Barely breathing, Kelsey watched the silver-haired Charlie eye his plate as her mom set it in front of him. Fork in hand, he poked at an egg yolk to make sure it was done to his liking. “Might be he drove to St. Johnsbury. Told us yesterday he’d have to make another trip into the lumberyard,” he reminded the man on the stool next to him. “I keep tellin’ him things aren’t as handy here as he’s used to in the city. Got to make lists. Pick up everything in one trip.”
Amos pressed his white stubble-covered chin toward the collar of the T-shirt shirt tucked into his coveralls. As he did, he eyed his similarly attired friend through the top of his black-rimmed trifocals.
“Doing the work he does, you think he don’t know about makin’ lists?”
Charlie, his own glasses rimmed in silver, eyed him right back. “What’s being a policeman got to do with anything?”

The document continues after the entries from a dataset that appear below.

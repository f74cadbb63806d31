use std::path::PathBuf;
use std::sync::Arc;

use anyhow::Context;
use clap::{Parser, Subcommand};
use fs2::FileExt;
use sha2::{Digest, Sha256};
use tracing_subscriber::EnvFilter;

use ab_broker::{PermissionBroker, PolicyEngine};
use ab_domain::config::{Config, ConfigSeverity};
use ab_eventlog::EventLog;
use ab_gateway::adapters::spawn_telegram_adapter;
use ab_gateway::channels::ChannelRegistry;
use ab_gateway::provider_cmd;
use ab_gateway::runtime::cancel::CancelMap;
use ab_gateway::runtime::runs::RunStore;
use ab_gateway::runtime::scheduler::ScheduleStore;
use ab_gateway::runtime::workers::WorkerManager;
use ab_gateway::sessions::SessionManager;
use ab_gateway::state::AppState;
use ab_gateway::{api, runtime};
use ab_memory::MemoryService;

#[derive(Parser)]
#[command(name = "agentblob", about = "Always-on single-user agent gateway")]
struct Cli {
    /// Path to the TOML configuration document.
    #[arg(long, global = true)]
    config: Option<PathBuf>,

    #[command(subcommand)]
    command: Option<Command>,
}

#[derive(Subcommand)]
enum Command {
    /// Run the gateway (default).
    Serve,
    /// Configuration helpers.
    Config {
        #[command(subcommand)]
        command: ConfigCommand,
    },
    /// Print the version.
    Version,
}

#[derive(Subcommand)]
enum ConfigCommand {
    /// Validate the configuration and exit non-zero on errors.
    Validate,
    /// Print the effective configuration as TOML.
    Show,
}

#[tokio::main]
async fn main() -> anyhow::Result<()> {
    let cli = Cli::parse();
    let config = load_config(cli.config.as_deref())?;

    match cli.command {
        None | Some(Command::Serve) => {
            init_tracing();
            run_server(Arc::new(config)).await
        }
        Some(Command::Config {
            command: ConfigCommand::Validate,
        }) => {
            let issues = config.validate();
            for issue in &issues {
                println!("{issue}");
            }
            if issues
                .iter()
                .any(|i| i.severity == ConfigSeverity::Error)
            {
                std::process::exit(1);
            }
            println!("configuration OK");
            Ok(())
        }
        Some(Command::Config {
            command: ConfigCommand::Show,
        }) => {
            println!("{}", toml::to_string_pretty(&config)?);
            Ok(())
        }
        Some(Command::Version) => {
            println!("agentblob {}", env!("CARGO_PKG_VERSION"));
            Ok(())
        }
    }
}

fn load_config(path: Option<&std::path::Path>) -> anyhow::Result<Config> {
    match path {
        Some(path) => {
            Config::load(path).with_context(|| format!("loading {}", path.display()))
        }
        None => {
            let default = PathBuf::from("agentblob.toml");
            if default.exists() {
                Config::load(&default).context("loading agentblob.toml")
            } else {
                Ok(Config::default())
            }
        }
    }
}

/// Structured JSON tracing (only for the `serve` command).
fn init_tracing() {
    tracing_subscriber::fmt()
        .with_env_filter(
            EnvFilter::try_from_default_env()
                .unwrap_or_else(|_| EnvFilter::new("info,ab_gateway=debug")),
        )
        .json()
        .init();
}

async fn run_server(config: Arc<Config>) -> anyhow::Result<()> {
    tracing::info!("Agent Blob starting");

    // ── Config validation ────────────────────────────────────────────
    let issues = config.validate();
    for issue in &issues {
        match issue.severity {
            ConfigSeverity::Warning => tracing::warn!("config: {issue}"),
            ConfigSeverity::Error => tracing::error!("config: {issue}"),
        }
    }
    if issues.iter().any(|i| i.severity == ConfigSeverity::Error) {
        anyhow::bail!(
            "config validation failed with {} error(s)",
            issues
                .iter()
                .filter(|i| i.severity == ConfigSeverity::Error)
                .count()
        );
    }

    // ── State directory + single-instance lock ───────────────────────
    let state_dir = config.workspace.state_dir.clone();
    std::fs::create_dir_all(&state_dir)
        .with_context(|| format!("creating state dir {}", state_dir.display()))?;
    let lock_file = std::fs::OpenOptions::new()
        .create(true)
        .write(true)
        .open(state_dir.join("agentblob.lock"))
        .context("opening instance lock")?;
    lock_file
        .try_lock_exclusive()
        .context("another agentblob instance holds this state directory")?;
    // Held for the process lifetime.
    let _lock_file = lock_file;
    tracing::info!(path = %state_dir.display(), "state directory locked");

    // ── Event log ────────────────────────────────────────────────────
    let log = Arc::new(
        EventLog::open(&state_dir.join("events"), config.logs.events.clone())
            .context("opening event log")?,
    );
    tracing::info!(next_seq = log.next_seq(), "event log ready");

    // ── Memory service ───────────────────────────────────────────────
    let memory_dir = if config.memory.dir.is_absolute() {
        config.memory.dir.clone()
    } else {
        state_dir.join(&config.memory.dir)
    };
    let embedder = provider_cmd::embedder_from_env();
    let memory = Arc::new(
        MemoryService::open(&memory_dir, config.memory.clone(), embedder)
            .context("opening memory service")?,
    );
    tracing::info!(items = memory.item_count(), "memory service ready");

    // ── Permission broker ────────────────────────────────────────────
    let policy =
        Arc::new(PolicyEngine::new(&config.permissions).context("compiling permission policy")?);
    let broker = Arc::new(PermissionBroker::new());
    tracing::info!("permission broker ready");

    // ── Tools ────────────────────────────────────────────────────────
    let tools = Arc::new(ab_tools::builtin_registry(&config.tools));
    tracing::info!(tools = tools.len(), "tool registry ready");

    // ── LLM provider ─────────────────────────────────────────────────
    let provider = provider_cmd::llm_from_env();

    // ── Schedules ────────────────────────────────────────────────────
    let schedules =
        Arc::new(ScheduleStore::load(&state_dir).context("loading schedules")?);
    schedules
        .advance_stale(&chrono::Utc::now())
        .context("reconciling stale schedules")?;
    tracing::info!(schedules = schedules.count(), "schedule store ready");

    // ── Gateway auth token ───────────────────────────────────────────
    let gateway_token_hash = match std::env::var(&config.server.token_env) {
        Ok(token) if !token.is_empty() => {
            tracing::info!("gateway bearer-token auth enabled");
            Some(Sha256::digest(token.as_bytes()).to_vec())
        }
        _ => {
            tracing::warn!(
                env = %config.server.token_env,
                "gateway auth disabled — set the token env to enable"
            );
            None
        }
    };

    // ── App state ────────────────────────────────────────────────────
    let state = AppState {
        started_at: chrono::Utc::now(),
        log,
        memory,
        policy,
        broker,
        tools,
        provider,
        channels: Arc::new(ChannelRegistry::new()),
        sessions: Arc::new(SessionManager::new(config.server.queue_soft_cap)),
        runs: Arc::new(RunStore::new(&state_dir)),
        cancels: Arc::new(CancelMap::new()),
        workers: Arc::new(WorkerManager::new()),
        schedules,
        gateway_token_hash,
        config: config.clone(),
    };

    // ── Scheduler tick ───────────────────────────────────────────────
    {
        let state = state.clone();
        let interval_s = config.supervisor.interval_s.max(1);
        tokio::spawn(async move {
            let mut interval =
                tokio::time::interval(std::time::Duration::from_secs(interval_s));
            loop {
                interval.tick().await;
                runtime::scheduler::tick(&state).await;
            }
        });
    }
    tracing::info!(
        interval_s = config.supervisor.interval_s,
        "scheduler started"
    );

    // ── Maintenance sweep ────────────────────────────────────────────
    {
        let state = state.clone();
        let interval_s = config.supervisor.maintenance_interval_s.max(1);
        tokio::spawn(async move {
            let mut interval =
                tokio::time::interval(std::time::Duration::from_secs(interval_s));
            loop {
                interval.tick().await;
                runtime::run_maintenance(&state).await;
            }
        });
    }
    tracing::info!(
        interval_s = config.supervisor.maintenance_interval_s,
        "maintenance sweep started"
    );

    // ── Frontend adapters ────────────────────────────────────────────
    spawn_telegram_adapter(&state);

    // ── Bind ─────────────────────────────────────────────────────────
    let app = api::router()
        .layer(tower_http::trace::TraceLayer::new_for_http())
        .layer(tower::limit::ConcurrencyLimitLayer::new(256))
        .with_state(state);

    let addr = format!("{}:{}", config.server.host, config.server.port);
    let listener = tokio::net::TcpListener::bind(&addr)
        .await
        .with_context(|| format!("binding to {addr}"))?;
    tracing::info!(addr = %addr, "Agent Blob listening");

    axum::serve(listener, app).await.context("server error")?;
    Ok(())
}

“He’s not a policeman. He’s a detective. You can tell by those shows on the TV that there’s a difference,” he explained, sounding as if the man being discussed hadn’t pointed out the distinctions himself. “I’d think that a man who goes around lookin’ for clues and such about crimes would be prone to keepin’ lists of what he knows and what he don’t.”
Kelsey’s mom gave the elderly men a patient smile. “I doubt he’s gone anywhere just yet,” she assured them both. “You know he wouldn’t make that long drive before fillin’ himself up. He hasn’t missed breakfast here in the two weeks since he arrived.”
“That’s ’cause he loves your cookin’, Dora,” came a gravelly voice from a table behind the men. “By the way, Kelsey, you’re doing good this mornin’, too.” A white ceramic mug was raised in her direction. “Good to see you home.”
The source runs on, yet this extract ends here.